1. Quieter Than Sleep (1997)
2. The Northbury Papers (1998)
3. The Raven and the Nightingale (1999)
4. Cold and Pure and Very Dead (2000)
5. The Maltese Manuscript (2003)
6. Death Without Tenure (2010)

MARGARET SCHERF – The Beaded Banana. Doubleday Crime Club, hardcover, 1978. No US paperback edition.
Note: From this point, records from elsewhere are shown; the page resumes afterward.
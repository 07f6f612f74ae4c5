//! GPU textures and texture creation utilities.
//!
//! [`Texture`] wraps a wgpu texture with its view and sampler. Besides the depth
//! buffer this covers the key light's shadow map and the colour textures that
//! come from the asset's images and the label canvases.

use image::RgbaImage;

/// A GPU texture with a view and sampler.
#[derive(Clone, Debug)]
pub struct Texture {
    #[allow(unused)]
    pub texture: wgpu::Texture,
    pub view: wgpu::TextureView,
    pub sampler: wgpu::Sampler,
}

impl Texture {
    /// Standard depth buffer texture format (32-bit float).
    pub const DEPTH_FORMAT: wgpu::TextureFormat = wgpu::TextureFormat::Depth32Float;

    /// Create a depth texture for depth-testing during rendering.
    ///
    /// # Arguments
    ///
    /// * `size` is [width, height] of the texture in pixels
    /// * `label` is used as a debug label for the GPU resource
    pub fn create_depth_texture(device: &wgpu::Device, size: [u32; 2], label: &str) -> Self {
        let texture = Self::depth_target(device, size, label);
        let view = texture.create_view(&wgpu::TextureViewDescriptor::default());
        let sampler = create_default_sampler(device);
        Self {
            texture,
            view,
            sampler,
        }
    }

    /// Square depth map rendered from the key light and sampled with comparison.
    pub fn create_shadow_map(device: &wgpu::Device, size: u32) -> Self {
        let texture = Self::depth_target(device, [size, size], "shadow_map");
        let view = texture.create_view(&wgpu::TextureViewDescriptor::default());
        let sampler = device.create_sampler(&wgpu::SamplerDescriptor {
            label: Some("shadow_sampler"),
            address_mode_u: wgpu::AddressMode::ClampToEdge,
            address_mode_v: wgpu::AddressMode::ClampToEdge,
            address_mode_w: wgpu::AddressMode::ClampToEdge,
            mag_filter: wgpu::FilterMode::Linear,
            min_filter: wgpu::FilterMode::Linear,
            compare: Some(wgpu::CompareFunction::LessEqual),
            ..Default::default()
        });
        Self {
            texture,
            view,
            sampler,
        }
    }

    fn depth_target(device: &wgpu::Device, size: [u32; 2], label: &str) -> wgpu::Texture {
        let size = wgpu::Extent3d {
            width: size[0].max(1),
            height: size[1].max(1),
            depth_or_array_layers: 1,
        };
        device.create_texture(&wgpu::TextureDescriptor {
            label: Some(label),
            size,
            mip_level_count: 1,
            sample_count: 1,
            dimension: wgpu::TextureDimension::D2,
            format: Self::DEPTH_FORMAT,
            usage: wgpu::TextureUsages::RENDER_ATTACHMENT | wgpu::TextureUsages::TEXTURE_BINDING,
            view_formats: &[],
        })
    }

    /// Upload an RGBA image. `srgb` selects the colour space of the stored bytes.
    pub fn from_rgba(
        device: &wgpu::Device,
        queue: &wgpu::Queue,
        rgba: &RgbaImage,
        label: Option<&str>,
        srgb: bool,
    ) -> Self {
        let (width, height) = rgba.dimensions();
        let size = wgpu::Extent3d {
            width: width.max(1),
            height: height.max(1),
            depth_or_array_layers: 1,
        };
        let format = if srgb {
            wgpu::TextureFormat::Rgba8UnormSrgb
        } else {
            wgpu::TextureFormat::Rgba8Unorm
        };
        let texture = device.create_texture(&wgpu::TextureDescriptor {
            label,
            size,
            mip_level_count: 1,
            sample_count: 1,
            dimension: wgpu::TextureDimension::D2,
            format,
            usage: wgpu::TextureUsages::TEXTURE_BINDING | wgpu::TextureUsages::COPY_DST,
            view_formats: &[],
        });

        if width > 0 && height > 0 {
            queue.write_texture(
                wgpu::TexelCopyTextureInfo {
                    aspect: wgpu::TextureAspect::All,
                    texture: &texture,
                    mip_level: 0,
                    origin: wgpu::Origin3d::ZERO,
                },
                rgba.as_raw(),
                wgpu::TexelCopyBufferLayout {
                    offset: 0,
                    bytes_per_row: Some(4 * width),
                    rows_per_image: Some(height),
                },
                size,
            );
        }

        let view = texture.create_view(&wgpu::TextureViewDescriptor::default());
        let sampler = create_default_sampler(device);
        Self {
            texture,
            view,
            sampler,
        }
    }

    /// 1x1 white texture for materials without a base colour map.
    pub fn white(device: &wgpu::Device, queue: &wgpu::Queue) -> Self {
        let pixel = RgbaImage::from_pixel(1, 1, image::Rgba([255, 255, 255, 255]));
        Self::from_rgba(device, queue, &pixel, Some("white"), true)
    }
}

pub fn create_default_sampler(device: &wgpu::Device) -> wgpu::Sampler {
    device.create_sampler(&wgpu::SamplerDescriptor {
        address_mode_u: wgpu::AddressMode::Repeat,
        address_mode_v: wgpu::AddressMode::Repeat,
        address_mode_w: wgpu::AddressMode::Repeat,
        mag_filter: wgpu::FilterMode::Linear,
        min_filter: wgpu::FilterMode::Linear,
        ..Default::default()
    })
}

/// Sampler for label sprites; clamped so edges don't bleed.
pub fn create_clamped_sampler(device: &wgpu::Device) -> wgpu::Sampler {
    device.create_sampler(&wgpu::SamplerDescriptor {
        address_mode_u: wgpu::AddressMode::ClampToEdge,
        address_mode_v: wgpu::AddressMode::ClampToEdge,
        address_mode_w: wgpu::AddressMode::ClampToEdge,
        mag_filter: wgpu::FilterMode::Linear,
        min_filter: wgpu::FilterMode::Linear,
        ..Default::default()
    })
}
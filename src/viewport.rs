//! Canvas sizing from the viewport.

use crate::config::ViewportConfig;

/// Logical viewport size in CSS pixels.
#[derive(Clone, Copy, Debug, PartialEq)]
pub struct Viewport {
    pub width: f64,
    pub height: f64,
}

impl Viewport {
    pub fn new(width: f64, height: f64) -> Self {
        Self { width, height }
    }
}

/// Narrow and taller than wide.
pub fn is_mobile(viewport: Viewport, config: &ViewportConfig) -> bool {
    viewport.width <= config.mobile_max_width && viewport.height > viewport.width
}

/// The first sizing on generate uses a different portrait ratio than later resizes.
#[derive(Clone, Copy, Debug, PartialEq, Eq)]
pub enum SizingPass {
    Initial,
    Resize,
}

/// Canvas size `(width, height)` in logical pixels for the given viewport.
pub fn canvas_size(viewport: Viewport, pass: SizingPass, config: &ViewportConfig) -> (f64, f64) {
    let width = viewport.width;
    let ratio = if is_mobile(viewport, config) {
        match pass {
            SizingPass::Initial => config.initial_mobile_ratio,
            SizingPass::Resize => config.resize_mobile_ratio,
        }
    } else {
        config.desktop_ratio
    };
    (width, width * ratio)
}

/// Current viewport of the page.
#[cfg(target_arch = "wasm32")]
pub fn current_viewport(_window: &winit::window::Window) -> Viewport {
    let dimension = |value: Result<wasm_bindgen::JsValue, wasm_bindgen::JsValue>| {
        value.ok().and_then(|v| v.as_f64()).unwrap_or(0.0)
    };
    match web_sys::window() {
        Some(window) => Viewport::new(
            dimension(window.inner_width()),
            dimension(window.inner_height()),
        ),
        None => Viewport::new(0.0, 0.0),
    }
}

/// Current viewport of the preview window: its logical inner size.
///
/// The preview window is its own canvas, so sizing it from itself settles
/// after one round since the height is derived from the width.
#[cfg(not(target_arch = "wasm32"))]
pub fn current_viewport(window: &winit::window::Window) -> Viewport {
    let size = window.inner_size().to_logical::<f64>(window.scale_factor());
    Viewport::new(size.width, size.height)
}

#[cfg(test)]
mod tests {
    use super::*;

    #[test]
    fn mobile_needs_narrow_and_portrait() {
        let config = ViewportConfig::default();
        assert!(is_mobile(Viewport::new(390.0, 844.0), &config));
        assert!(is_mobile(Viewport::new(768.0, 1024.0), &config));
        assert!(!is_mobile(Viewport::new(769.0, 1024.0), &config));
        assert!(!is_mobile(Viewport::new(700.0, 500.0), &config));
        assert!(!is_mobile(Viewport::new(500.0, 500.0), &config));
    }

    #[test]
    fn desktop_is_nine_by_sixteen() {
        let config = ViewportConfig::default();
        let viewport = Viewport::new(1600.0, 900.0);
        assert_eq!(canvas_size(viewport, SizingPass::Initial, &config), (1600.0, 900.0));
        assert_eq!(canvas_size(viewport, SizingPass::Resize, &config), (1600.0, 900.0));
    }

    #[test]
    fn mobile_ratio_depends_on_the_pass() {
        let config = ViewportConfig::default();
        let viewport = Viewport::new(360.0, 800.0);
        let (w, h) = canvas_size(viewport, SizingPass::Initial, &config);
        assert_eq!(w, 360.0);
        assert!((h - 640.0).abs() < 1e-9);
        let (w, h) = canvas_size(viewport, SizingPass::Resize, &config);
        assert_eq!(w, 360.0);
        assert!((h - 480.0).abs() < 1e-9);
    }
}
//! Scroll accumulator that drives animation time and label reveals.

use crate::config::WheelConfig;

/// A single accumulated wheel value.
#[derive(Clone, Copy, Debug, Default, PartialEq)]
pub struct WheelState {
    value: f64,
}

impl WheelState {
    pub fn new() -> Self {
        Self::default()
    }

    pub fn value(&self) -> f64 {
        self.value
    }

    /// Adds `delta` to the accumulated value and returns the result.
    ///
    /// The wrap check runs before the addition, so a value may overshoot the
    /// threshold once and is reset on the following call.
    pub fn accumulate(&mut self, delta: f64, config: &WheelConfig) -> f64 {
        if self.value.abs() > config.wrap_threshold {
            self.value = 0.0;
        }
        self.value += delta;
        self.value
    }

    /// Animation time in seconds for the current value.
    pub fn mixer_time(&self, config: &WheelConfig) -> f64 {
        self.value / config.units_per_second
    }

    /// Visibility of the two scroll-revealed labels.
    pub fn revealed(&self, config: &WheelConfig) -> [bool; 2] {
        revealed_labels(self.value, config)
    }

    pub fn reset(&mut self) {
        self.value = 0.0;
    }
}

pub fn revealed_labels(value: f64, config: &WheelConfig) -> [bool; 2] {
    let (first, second) = if value < 0.0 {
        config.backward_reveal
    } else {
        config.forward_reveal
    };
    [value > first, value > second]
}

#[cfg(test)]
mod tests {
    use super::*;

    #[test]
    fn wraps_on_the_call_after_crossing() {
        let config = WheelConfig::default();
        let mut wheel = WheelState::new();
        assert_eq!(wheel.accumulate(4400.0, &config), 4400.0);
        assert_eq!(wheel.accumulate(200.0, &config), 4600.0);
        // magnitude now exceeds 4500, so this call starts from zero
        assert_eq!(wheel.accumulate(100.0, &config), 100.0);
    }

    #[test]
    fn exact_threshold_does_not_wrap() {
        let config = WheelConfig::default();
        let mut wheel = WheelState::new();
        wheel.accumulate(4500.0, &config);
        assert_eq!(wheel.accumulate(10.0, &config), 4510.0);
    }

    #[test]
    fn wraps_backwards_too() {
        let config = WheelConfig::default();
        let mut wheel = WheelState::new();
        wheel.accumulate(-4600.0, &config);
        assert_eq!(wheel.accumulate(-50.0, &config), -50.0);
    }

    #[test]
    fn reveal_rules() {
        let config = WheelConfig::default();
        assert_eq!(revealed_labels(0.0, &config), [false, false]);
        assert_eq!(revealed_labels(1000.0, &config), [false, false]);
        assert_eq!(revealed_labels(1500.0, &config), [true, false]);
        assert_eq!(revealed_labels(2500.0, &config), [true, true]);
        assert_eq!(revealed_labels(-500.0, &config), [true, true]);
        assert_eq!(revealed_labels(-1200.0, &config), [false, true]);
        assert_eq!(revealed_labels(-1500.0, &config), [false, false]);
    }

    #[test]
    fn mixer_time_is_seconds() {
        let config = WheelConfig::default();
        let mut wheel = WheelState::new();
        wheel.accumulate(2500.0, &config);
        assert_eq!(wheel.mixer_time(&config), 2.5);
    }
}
   The title sounds like that of a second-rate rock group, but it’s actually the prized possession of a member of the fly-by-night movie company that’s shooting on location in Summerfield, Montana. An undesirable Las Vegas element is moving into town as well, and some unsavory political hi-jinx foreshadow some very strange things about to happen, including murder.

   The detective is retired pathologist Dr. Grace Severance, and it’s no reflection on her to say that what we have here is a mystery full of flutsy old ladies doing their thing. The humor is of the quiet zinger type, which does a lot to mitigate all the conclusions that are so ungracefully leapt to along the way.

— Reprinted from The MYSTERY FANcier, Vol. 3, No. 1, Jan-Feb 1979.


      The Dr. Grace Severance series —

The Banker’s Bones. Doubleday, 1968.
The Beautiful Birthday Cake. Doubleday, 1971.
To Cache a Millionaire. Doubleday, 1972.
The Beaded Banana. Doubleday, 1978.

    The Beaded Banana was Margaret Scherf’s final book. Between 1940 and 1978 she wrote a total of 24 works of detective fiction, including four in her Emily & Henry Bryce series, and seven more featuring Rev. Martin Buell. Many of her books also take place in Montana.